Fukushima Lagoon is an expansive network of lakes, ponds, and wetlands spread out across 260 hectares. Its scenery alternates with the seasons, peaking in spring with photogenic “nanohana” canola flowers blooming on the banks throughout April. In winter, it becomes the home of migratory swans and geese, while summer fills it with a profusion of lotus plants and other greenery.

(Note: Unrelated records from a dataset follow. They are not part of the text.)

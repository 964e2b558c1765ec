//! Decision-variable descriptors and population seeding.
//!
//! A [`SolutionDimension`] fixes the bounds of one decision variable and,
//! optionally, the granularity of the lattice its values live on. The
//! optimizer only uses dimensions to seed the first population and to
//! repair offspring produced by a [`Variation`](crate::variation::Variation).
//!
//! # Example
//!
//! ```
//! use unsga3::SolutionDimension;
//!
//! let rate = SolutionDimension::new(0.0, 1.0).unwrap();
//! let layers = SolutionDimension::discrete(2.0, 10.0, 1.0).unwrap();
//!
//! assert_eq!(rate.repair(1.5), 1.0);
//! assert_eq!(layers.repair(4.4), 4.0);
//! assert_eq!(layers.levels(), Some(9));
//! ```

use crate::error::{Error, Result};
use crate::rng_util;

/// Bounds and optional discretization of one decision variable.
///
/// Feasible values are `min_val..=max_val`; with a granularity `g` they are
/// restricted to `min_val + k * g` for integer `k >= 0`.
#[derive(Clone, Debug, PartialEq)]
#[cfg_attr(feature = "serde", derive(serde::Serialize, serde::Deserialize))]
pub struct SolutionDimension {
    min_val: f64,
    max_val: f64,
    granularity: Option<f64>,
}

impl SolutionDimension {
    /// Creates a continuous dimension.
    ///
    /// # Errors
    ///
    /// Returns [`Error::InvalidBounds`] unless `min_val < max_val` and both
    /// bounds are finite.
    pub fn new(min_val: f64, max_val: f64) -> Result<Self> {
        if !(min_val.is_finite() && max_val.is_finite()) || min_val >= max_val {
            return Err(Error::InvalidBounds {
                low: min_val,
                high: max_val,
            });
        }
        Ok(Self {
            min_val,
            max_val,
            granularity: None,
        })
    }

    /// Creates a dimension whose values are multiples of `granularity`
    /// above `min_val`.
    ///
    /// # Errors
    ///
    /// Returns [`Error::InvalidBounds`] for inverted bounds and
    /// [`Error::InvalidGranularity`] when `granularity` is not positive.
    pub fn discrete(min_val: f64, max_val: f64, granularity: f64) -> Result<Self> {
        let dimension = Self::new(min_val, max_val)?;
        if !granularity.is_finite() || granularity <= 0.0 {
            return Err(Error::InvalidGranularity(granularity));
        }
        Ok(Self {
            granularity: Some(granularity),
            ..dimension
        })
    }

    #[must_use]
    pub fn min_val(&self) -> f64 {
        self.min_val
    }

    #[must_use]
    pub fn max_val(&self) -> f64 {
        self.max_val
    }

    #[must_use]
    pub fn granularity(&self) -> Option<f64> {
        self.granularity
    }

    /// Number of feasible lattice values, or `None` for continuous dimensions.
    #[must_use]
    #[allow(clippy::cast_possible_truncation, clippy::cast_sign_loss)]
    pub fn levels(&self) -> Option<usize> {
        self.granularity
            .map(|g| self.max_lattice_index(g) as usize + 1)
    }

    /// Clamps `value` into bounds and snaps it onto the granularity lattice.
    ///
    /// The snapped value never exceeds `max_val`, even when the range is not
    /// an exact multiple of the granularity.
    #[must_use]
    pub fn repair(&self, value: f64) -> f64 {
        let v = if value.is_nan() { self.min_val } else { value };
        let v = v.clamp(self.min_val, self.max_val);
        match self.granularity {
            Some(g) => {
                let k = ((v - self.min_val) / g)
                    .round()
                    .min(self.max_lattice_index(g));
                self.lattice_value(k, g)
            }
            None => v,
        }
    }

    /// Draws a uniformly distributed feasible value.
    #[must_use]
    #[allow(clippy::cast_precision_loss)]
    pub fn sample(&self, rng: &mut fastrand::Rng) -> f64 {
        match self.granularity {
            Some(g) => {
                let levels = self.levels().unwrap_or(1);
                self.lattice_value(rng.usize(0..levels) as f64, g)
            }
            None => rng_util::f64_range(rng, self.min_val, self.max_val),
        }
    }

    /// The `k`-th lattice value, held at `max_val` when rounding would push
    /// the top level past it.
    fn lattice_value(&self, k: f64, g: f64) -> f64 {
        (self.min_val + k * g).min(self.max_val)
    }

    /// Largest `k` such that `min_val + k * g <= max_val`.
    fn max_lattice_index(&self, g: f64) -> f64 {
        // Tolerate ranges that are a multiple of g up to rounding noise.
        ((self.max_val - self.min_val) / g + 1e-9).floor()
    }
}

/// Seeds `n` solutions by Latin hypercube sampling over `dimensions`.
///
/// Each dimension's range is cut into `n` equal strata and every stratum is
/// hit exactly once; strata are permuted independently per dimension. Values
/// are repaired afterwards, so discrete dimensions land on their lattice.
#[must_use]
#[allow(clippy::cast_precision_loss)]
pub fn latin_hypercube(
    dimensions: &[SolutionDimension],
    n: usize,
    rng: &mut fastrand::Rng,
) -> Vec<Vec<f64>> {
    let mut solutions = vec![Vec::with_capacity(dimensions.len()); n];
    if n == 0 {
        return solutions;
    }

    let width = 1.0 / n as f64;
    for dimension in dimensions {
        let mut strata: Vec<usize> = (0..n).collect();
        rng.shuffle(&mut strata);
        let span = dimension.max_val - dimension.min_val;
        for (solution, stratum) in solutions.iter_mut().zip(strata) {
            let u = rng_util::f64_range(rng, stratum as f64 * width, (stratum + 1) as f64 * width);
            solution.push(dimension.repair(dimension.min_val + u * span));
        }
    }

    solutions
}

While largely off the radar for international tourists, there is an English-language tour of Fukushima Lagoon run by locals keen to take travelers into its depths. We took the bullet train from Tokyo to Niigata to join this tour and let our readers in on what they can find! You can also learn more and book the tour at the following website:

Book a Fukushima Lagoon Tour: https://edge-of-niigata.com/lagoon/

Day 1: Exploring Fukushima Lagoon Through the Skies and Waters

1:00 pm: Helicopter Tour Over Fukushima Lagoon

Our exploration of Fukushima Lagoon started with a helicopter ride, where we got to see its full scale from above. Departing from Niigata Airport, our helicopter was soon racing over the rice fields that blanket the Niigata suburbs, eventually arriving at the tangle of lakes, ponds, and rivers that make up Fukushima Lagoon.

With nothing to block our view, our eyeline swept across the expansive wetlands, which radiated a fresh summertime green, out to Mt. Gozu and the vast peaks behind it. Turning our gaze to the other side, we got a clear view of the mighty Sado Island, another of Niigata's landmarks, whose twin mountain ranges soared sharply out of the Sea of Japan.

2:50 pm: Fukushima Lagoon Boat Cruise

After flying back to Niigata Airport, we were returned to Fukushima Lagoon by car for some on-site exploration.

Awaiting us on the bank was a “katafune,” a long and narrow wooden boat traditionally used to navigate lagoons. We were helped aboard by Hasegawa, a local boatman born and raised near Fukushima Lagoon.

After revving deep into the waterways, Hasegawa switched off the motor and began steering with a wooden paddle. Soon, the swishing of water and calls of birdlife became as clear as the helicopter blades that had battered our ears earlier. Hasegawa added to the mood by singing us a local folk song as he pointed out growths of wetland flowers while periodically pausing to check crab traps.

Being midsummer, large swaths of the lagoon’s surface were covered in “hishi,” named “water caltrop” or “water chestnut” in English. Hasegawa plowed the boat into this floating forest, and began picking out the fruits in the roots beneath. True to their name, they had a watery chestnut flavor, providing an enjoyable snack to munch on as we continued through the maze-like channels.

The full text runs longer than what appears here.